One of the things I loved when I was a product manager was when I could understand my users better – both qualitatively with user interviews, user testing, and contextual inquiry, and quantitatively, by building and instrumenting my products to allow me to dig deeper into understanding my users’ behavior. I’ve found that there is no substitute to talking with and watching users up close, but since that doesn’t scale, having great tools to allow me to infer intent from actions and behaviors they made inside of the product were critical in a fast product improvement cycle. I’ve tried using lots of different tools to provide me with the quantitative information I was hoping for, but I found that once a product had found at least one audience (often called Product-Market fit) and the explosive growth phase had begun, all of my instrumentation and quantitative tooling began to fail me.
In fact, they did worse than fail me – they started to betray me.
And it really wasn’t their fault – those analytics tools couldn’t help it – they were built on a foundation that just didn’t work anymore, now that I was dealing with multiple audiences doing multiple things with my products.
The problem, it turns out, was fundamentally built into the architecture and infrastructure of the reporting and analytics tools themselves. The problem was that each of these tools made certain important assumptions – and while those assumptions were often useful for when I was just trying to get some basic information about my users, they were fundamentally skewing my ability to really understand my users. In fact, to even understand who a user was, or how we defined basic metrics, like what is a session or when funnels start and end (or reset), or what truly were the multiple audiences for my product, and how people don’t fit into pre-established definitions that are out of my control.
In fact, as I probed deeper, I found that these products were marketing their greatest weakness as their single biggest strength!
Here’s the problem – the concept of actions means that I’m making some pretty big assumptions about what’s important – and what’s not. And I’m wrapping myself into this warm blanket of what the tool is promising me – a way of looking at the world.
My problem was with Framing – As in, the tools were presenting me with a view of the world that had a particular perspective on how to view the world.
The problem, as I looked deeper, was everywhere. It was in how we even defined what a user was. Or how we defined what a session was. Or what an “important” event was. All of the tools that I was using were forcing me into a particular view of the world. At best, they were defining for me who my user was (a particular cookie, for example) or what a session was (a set of events over a particular time interval). And no matter how I tried, I couldn’t change those definitions. Or, in some cases, I couldn’t even get clear definitions on how these definitions were calculated from my instrumented data.

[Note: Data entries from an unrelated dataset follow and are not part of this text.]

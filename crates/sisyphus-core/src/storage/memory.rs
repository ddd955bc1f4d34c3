//! In-process store for anonymous use and tests.

use std::collections::HashMap;
use std::sync::{Mutex, MutexGuard};

use super::{Store, UserId};
use crate::error::StorageError;
use crate::session::Session;
use crate::settings::Settings;
use crate::task::Task;
use crate::timer::TimerState;

#[derive(Debug, Default)]
struct UserData {
    tasks: Vec<Task>,
    sessions: Vec<Session>,
    settings: Option<Settings>,
    timer: Option<TimerState>,
}

/// Keeps everything in memory. Nothing survives the process.
#[derive(Debug, Default)]
pub struct MemoryStore {
    users: Mutex<HashMap<UserId, UserData>>,
}

impl MemoryStore {
    pub fn new() -> Self {
        Self::default()
    }

    fn users(&self) -> MutexGuard<'_, HashMap<UserId, UserData>> {
        self.users.lock().unwrap_or_else(|poisoned| poisoned.into_inner())
    }
}

fn missing_task(id: &str) -> StorageError {
    StorageError::Missing {
        kind: "task",
        id: id.to_string(),
    }
}

impl Store for MemoryStore {
    fn load_tasks(&self, user: &UserId) -> Result<Vec<Task>, StorageError> {
        Ok(self
            .users()
            .get(user)
            .map(|d| d.tasks.clone())
            .unwrap_or_default())
    }

    fn create_task(&self, user: &UserId, task: &Task) -> Result<Task, StorageError> {
        let mut users = self.users();
        let data = users.entry(user.clone()).or_default();
        if data.tasks.iter().any(|t| t.id == task.id) {
            return Err(StorageError::QueryFailed(format!(
                "task {} already exists",
                task.id
            )));
        }
        data.tasks.push(task.clone());
        Ok(task.clone())
    }

    fn update_task(&self, user: &UserId, task: &Task) -> Result<(), StorageError> {
        let mut users = self.users();
        let slot = users
            .get_mut(user)
            .and_then(|d| d.tasks.iter_mut().find(|t| t.id == task.id))
            .ok_or_else(|| missing_task(&task.id))?;
        *slot = task.clone();
        Ok(())
    }

    fn delete_task(&self, user: &UserId, id: &str) -> Result<(), StorageError> {
        let mut users = self.users();
        let data = users.get_mut(user).ok_or_else(|| missing_task(id))?;
        let before = data.tasks.len();
        data.tasks.retain(|t| t.id != id);
        if data.tasks.len() == before {
            return Err(missing_task(id));
        }
        Ok(())
    }

    fn load_sessions(&self, user: &UserId) -> Result<Vec<Session>, StorageError> {
        Ok(self
            .users()
            .get(user)
            .map(|d| d.sessions.clone())
            .unwrap_or_default())
    }

    fn create_session(&self, user: &UserId, session: &Session) -> Result<Session, StorageError> {
        self.users()
            .entry(user.clone())
            .or_default()
            .sessions
            .push(session.clone());
        Ok(session.clone())
    }

    fn load_settings(&self, user: &UserId) -> Result<Option<Settings>, StorageError> {
        Ok(self.users().get(user).and_then(|d| d.settings.clone()))
    }

    fn save_settings(&self, user: &UserId, settings: &Settings) -> Result<(), StorageError> {
        self.users().entry(user.clone()).or_default().settings = Some(settings.clone());
        Ok(())
    }

    fn load_timer(&self, user: &UserId) -> Result<Option<TimerState>, StorageError> {
        Ok(self.users().get(user).and_then(|d| d.timer.clone()))
    }

    fn save_timer(&self, user: &UserId, state: &TimerState) -> Result<(), StorageError> {
        self.users().entry(user.clone()).or_default().timer = Some(state.clone());
        Ok(())
    }
}

#[cfg(test)]
mod tests {
    use super::*;
    use crate::task::NewTask;
    use chrono::Utc;

    #[test]
    fn users_are_isolated() {
        let store = MemoryStore::new();
        let alice = UserId::new("alice");
        let bob = UserId::new("bob");
        let task = Task::create(NewTask::new("Write"), Utc::now()).unwrap();
        store.create_task(&alice, &task).unwrap();

        assert_eq!(store.load_tasks(&alice).unwrap().len(), 1);
        assert!(store.load_tasks(&bob).unwrap().is_empty());
    }

    #[test]
    fn update_and_delete_missing_task_fail() {
        let store = MemoryStore::new();
        let user = UserId::anonymous();
        let task = Task::create(NewTask::new("Write"), Utc::now()).unwrap();

        assert!(matches!(
            store.update_task(&user, &task),
            Err(StorageError::Missing { .. })
        ));
        assert!(matches!(
            store.delete_task(&user, &task.id),
            Err(StorageError::Missing { .. })
        ));
    }

    #[test]
    fn settings_default_to_none() {
        let store = MemoryStore::new();
        let user = UserId::anonymous();
        assert!(store.load_settings(&user).unwrap().is_none());
        store.save_settings(&user, &Settings::default()).unwrap();
        assert_eq!(store.load_settings(&user).unwrap(), Some(Settings::default()));
    }
}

And worse than that – I was doing my best to improve aggregates of these metrics. For example, I was working on how we could increase the number of sessions per user per day. Or I was working on how we could increase conversion rates or engagement rates. But all of these were based on what my tool thought was important – not on what was really going on with my users!
Enter raw event streams. And Interana.
When I met the team at Interana, I felt like this:
There’s something wrong with the world, you don’t know what it is, but it is there… — Morpheus
So, what’s so great about raw event streams? Aren’t regular summarizations good enough? That blue pill looks pretty good…
What raw event data does for me as a product manager is it allows me to start playing with my assumptions. If I want to change my idea of what a user is, or what a session is, or what a cohort is, I can do it – and immediately have the results calculated for me, going back to the beginning of when I started recording data. I can look at my new definition of a user and see how it compares with all of my other derived metrics, like engagement and activity, and I can also start to look at the different audiences of people who may be using my product in different ways – and I can start to see through the fog of my own assumptions.
In the past I’d have to do a lot of this data exploration with a small data set, or I’d have to work with a large data engineering team in order to go back to our huge archive of raw logs, do ETL, weed out bad or unreliable data, clean it, and then start to process it using tools like Hadoop.
And it would take a week – minimum – to get some simple analysis.
What the team at Interana showed me was that I could start to do this analysis immediately. On all my data. And I didn’t need a data engineer or data scientist to pull any new data for me – it was already there, stored in the raw event data that Interana’s cluster had already ingested.
And for the first time, I felt like I was waking up to the real world of what my users were really doing.